One morning, I spied the mossy brick path in my parent’s backyard that led from the back of the garage to the edge of the woods. It had been there since they built the house in the 1970s and had long been abandoned as useful or necessary. So, I decided to take it up.
Brick by brick in the hot, Maryland July. The ones near the garage were easy. I dug a few out -- scrubbed them off and neatly stacked the like-new bricks under the eaves.
But as I got further and further from the stack and the hose stopped reaching and the wheelbarrow got heavier, the work was truly backbreaking. Each day, I would come in at dusk -- dead-tired, sweaty, with dirt caked under my fingernails.

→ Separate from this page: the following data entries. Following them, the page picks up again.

use std::path::PathBuf;
use thiserror::Error;

use crate::core::inject::InjectorError;
use crate::core::process::ProcessError;
use crate::core::update::UpdatePhase;

/// Central error type for the launcher core.
/// Every module returns `Result<T, LauncherError>`.
#[derive(Debug, Error)]
pub enum LauncherError {
    // ── IO ──────────────────────────────────────────────
    #[error("IO error at {path:?}: {source}")]
    Io {
        path: PathBuf,
        source: std::io::Error,
    },

    // ── Network ─────────────────────────────────────────
    #[error("HTTP request failed: {0}")]
    Http(#[from] reqwest::Error),

    #[error("Download failed for {url}: HTTP {status}")]
    DownloadFailed { url: String, status: u16 },

    // ── Manifest / state ────────────────────────────────
    #[error("Failed to download package manifest: {0}")]
    ManifestDownload(Box<LauncherError>),

    #[error("Failed to parse package manifest: {0}")]
    ManifestParse(#[source] serde_json::Error),

    #[error("Failed to load installed package state from {path:?}: {reason}")]
    StateLoad { path: PathBuf, reason: String },

    #[error("Package not found: {0}")]
    PackageNotFound(String),

    #[error("Invalid package id {0:?}: must be a single file name")]
    InvalidPackageId(String),

    // ── JSON ────────────────────────────────────────────
    #[error("JSON error: {0}")]
    Json(#[from] serde_json::Error),

    // ── Archive ─────────────────────────────────────────
    #[error("Zip extraction error: {0}")]
    Zip(#[from] zip::result::ZipError),

    // ── Update pipeline ─────────────────────────────────
    #[error("Invalid game executable path {0:?}")]
    InvalidGamePath(PathBuf),

    #[error("Update failed while {phase}{}: {source}", package_suffix(.package))]
    UpdateFailed {
        phase: UpdatePhase,
        package: Option<String>,
        source: Box<LauncherError>,
    },

    // ── Process / injection ─────────────────────────────
    #[error(transparent)]
    Process(#[from] ProcessError),

    #[error(transparent)]
    Injector(#[from] InjectorError),

    #[error("Unable to locate game binary at {0:?}")]
    GameNotFound(PathBuf),

    #[error("Failed to launch game: {0}")]
    LaunchFailed(String),

    // ── Generic ─────────────────────────────────────────
    #[error("{0}")]
    Other(String),
}

/// Convenience alias used throughout the crate.
pub type LauncherResult<T> = Result<T, LauncherError>;

impl From<std::io::Error> for LauncherError {
    fn from(source: std::io::Error) -> Self {
        LauncherError::Io {
            path: PathBuf::new(),
            source,
        }
    }
}

impl LauncherError {
    /// Attach the pipeline phase (and optionally the package) that was running
    /// when this error surfaced. Already-wrapped errors are left untouched.
    pub fn in_phase(self, phase: UpdatePhase, package: Option<&str>) -> Self {
        match self {
            wrapped @ LauncherError::UpdateFailed { .. } => wrapped,
            other => LauncherError::UpdateFailed {
                phase,
                package: package.map(str::to_string),
                source: Box::new(other),
            },
        }
    }

    /// Package id carried by an update failure, if any.
    pub fn failed_package(&self) -> Option<&str> {
        match self {
            LauncherError::UpdateFailed { package, .. } => package.as_deref(),
            _ => None,
        }
    }
}

fn package_suffix(package: &Option<String>) -> String {
    match package {
        Some(id) => format!(" (package '{id}')"),
        None => String::new(),
    }
}

/// Wrap an `std::io::Error` with the path it occurred at.
pub(crate) fn io_at(path: impl Into<PathBuf>) -> impl FnOnce(std::io::Error) -> LauncherError {
    let path = path.into();
    move |source| LauncherError::Io { path, source }
}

As the stack grew taller, my mind grew calmer, and I felt the accomplishment of having achieved something physical and tangible. Brick by brick. Sometimes when I think about advocacy it reminds me of that path -- endlessly stretching forward. But I am confident we will achieve our goals -- brick by brick.
Vaccine Mandate: As expected, the federal court system has halted the vaccine mandate rule. That does not mean that employers need not be prepared to implement it though. For Virginia, at issue is whether the Virginia Department of Labor and Industry (DOLI) will adopt the federal standard and allow it to preempt Virginia law that mandates that employers have to pay for any medical testing they may require. The DOLI can also issue regulations stating the Virginia law does not apply in this situation due to the mandate being a federal law -- or we could see litigation in state court. Your League has lobbied the state on this.
NCUA and Strategic Plan: At the NCUA Board meeting tomorrow, the NCUA is releasing its 2022-26 strategic plan. If this is a document you don’t normally review, I would urge you to do so today. While not set in stone, it gives credit unions a good road map as to where the NCUA will be focusing and also a preview of how it will be using your resources. We will provide a summary of key points, as well.
CFPB and HMDA: Yesterday, the CFPB issued a Request for Information (RFI) to seek input on rules implementing the Home Mortgage Disclosure Act (HMDA). The CFPB plans to review recent changes to the rule and evaluate those changes' effectiveness. If you recall, the CFPB issued a HMDA rule with more data points than the statute required. The CFPB wants to see if the current rule is working or whether they need to add even more. They released a report in August that indicated black and Hispanic borrowers were denied loans at a higher rate than white borrowers. While not dispositive, this has raised red flags and the CFPB is doing a deeper dive.
Postal Banking: Sens. Pat Toomey (R-Pa.), Ranking Member of the Senate Banking Committee, John Boozman (R-AR), and a number of their Senate colleagues are raising concerns over the U.S. Postal Service's postal banking pilot program.
In a letter to Postmaster General Louis DeJoy, the senators questioned the USPS's legal authority to implement a banking pilot program that is completely unrelated to its mission of providing "reliable, affordable, universal mail service." The Postal Service launched its postal banking pilot program in September without notifying Congress. I have been working with AACUL and several league Presidents in a working group on this issue. We are raising our own questions and concerns.
Build Back Better; Build Better Back; Better Back Build? The Biden Administration is still working to push through its BBB bill. The cost of this legislation is astronomical and the moderate democrats’ support hinges on the CBO re-scoring the bill, which comes out on Friday. As of now, the IRS reporting provision is still not in the bill but that could change. If the House manages to come to an agreement, the bill will go to the Senate where more changes could happen. We must stay vigilant on this one. Just keep in mind our theme for the day: BBB. Brick By Brick.